= Norman C. Stone =

American businessman and vintner (1939–2021)

Norman C. Stone (April 28, 1939 – April 2, 2021) was an American psychotherapist, philanthropist, vintner and a collector of modern and contemporary art.

==Biography==
Stone, son of Chicago businessman and self-help book author W. Clement Stone, was born in Evanston, Illinois. He earned a B.A. in economics from Stanford University and a doctorate from the Wright Institute Graduate School of Social-clinical Psychology in Berkeley, California.

Stone served as a staff psychologist at the mental health center in 1980 for the Bayview Hunters Point Foundation for Community Improvement in San Francisco, counseling patients for schizophrenia, crack addiction and depression.

Stone studied painting at the San Francisco Art Institute before attending the Wright Institute. Under the tutelage of Thea Westreich Art Advisory Services in New York, Stone began collecting contemporary art in the mid 1980s. He and his wife, Norah Sharpe Stone, acquired works by contemporary artists such as Jan de Cock, Robert Gober, Jeff Koons, Cady Noland, Richard Prince, Richard Serra, Keith Tyson and Christopher Wool. Their collection also features works from such Andy Warhol, Marcel Duchamp, Hans Bellmer and Tony Conrad.

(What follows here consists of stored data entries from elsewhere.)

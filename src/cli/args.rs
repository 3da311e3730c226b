use std::path::PathBuf;

use clap::{Args, Parser, Subcommand};

use crate::db::Drone;

#[derive(Parser, Debug)]
#[command(author, version, about, long_about = None)]
pub struct Cli {
    /// SQLite database file (overrides DRONE_DB_PATH)
    #[arg(long, global = true)]
    pub db: Option<PathBuf>,

    #[command(subcommand)]
    pub command: Commands,
}

#[derive(Subcommand, Debug)]
pub enum Commands {
    /// List all registered drones
    Ls {
        /// Print as JSON
        #[arg(long)]
        json: bool,
    },
    /// Show a single drone
    Show {
        /// Drone ID
        id: i64,

        /// Print as JSON
        #[arg(long)]
        json: bool,
    },
    /// Register a new drone
    Add {
        #[command(flatten)]
        drone: DroneArgs,
    },
    /// Replace the attributes of a registered drone
    Update {
        /// Drone ID
        id: i64,

        #[command(flatten)]
        drone: DroneArgs,
    },
    /// Remove a drone from the registry
    Rm {
        /// Drone ID
        id: i64,
    },
    /// Fly the reconnaissance mission
    Recon {
        /// HTML mission log to write (overrides DRONE_MISSION_LOG)
        #[arg(long)]
        log: Option<PathBuf>,
    },
    /// Fly the patrol mission
    Patrol {
        /// Number of patrol cycles (overrides DRONE_PATROLS)
        #[arg(short, long)]
        patrols: Option<u32>,

        /// HTML mission log to write (overrides DRONE_MISSION_LOG)
        #[arg(long)]
        log: Option<PathBuf>,
    },
}

#[derive(Args, Debug, Clone)]
pub struct DroneArgs {
    /// Maximum altitude in metres
    #[arg(long)]
    pub max_altitude: i64,

    /// Maximum speed in km/h
    #[arg(long)]
    pub max_speed: i64,

    /// Maximum flight time in minutes
    #[arg(long)]
    pub max_flight_time: i64,

    #[arg(long)]
    pub serial_number: String,

    #[arg(long)]
    pub model: String,

    #[arg(long)]
    pub manufacturer: String,
}

impl From<DroneArgs> for Drone {
    fn from(args: DroneArgs) -> Self {
        Drone {
            max_altitude: args.max_altitude,
            max_speed: args.max_speed,
            max_flight_time: args.max_flight_time,
            serial_number: args.serial_number,
            model: args.model,
            manufacturer: args.manufacturer,
        }
    }
}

The collection was divided among the Stones' primary residence in San Francisco and their Napa Valley wine estate, Stonescape. The latter property has a 5750 sqft art cave designed by Brooklyn architectural firm Bade Stageberg Cox, as well as a pool and pavilion conceptualized by James Turrell, an artist noted for his Skyspaces, and executed by Jim Jennings. The landscape was designed by Tom Leader.

Stone was president of the W. Clement and Jessie V. Stone Foundation as well as a trustee of the San Francisco Museum of Modern Art. Both he and wife Norah were members of the National Committee of the Whitney Museum in New York, and the Tate International Council in London. He was a co-founder of the Nueva School in Hillsborough, California.

Stonescape is located in the Diamond Mountain District AVA of the Napa Valley appellation. Since the 1990s, the property has produced Merlot wines under the Azalea Springs label. The Stones replanted their vineyards in 2002 with premium cabernet sauvignon vines producing wine under the AZS label. Stone was a member of the Napa Valley Vintners, a non-profit trade association.

Stone died on April 2, 2021, at the age of 81 in San Francisco, California.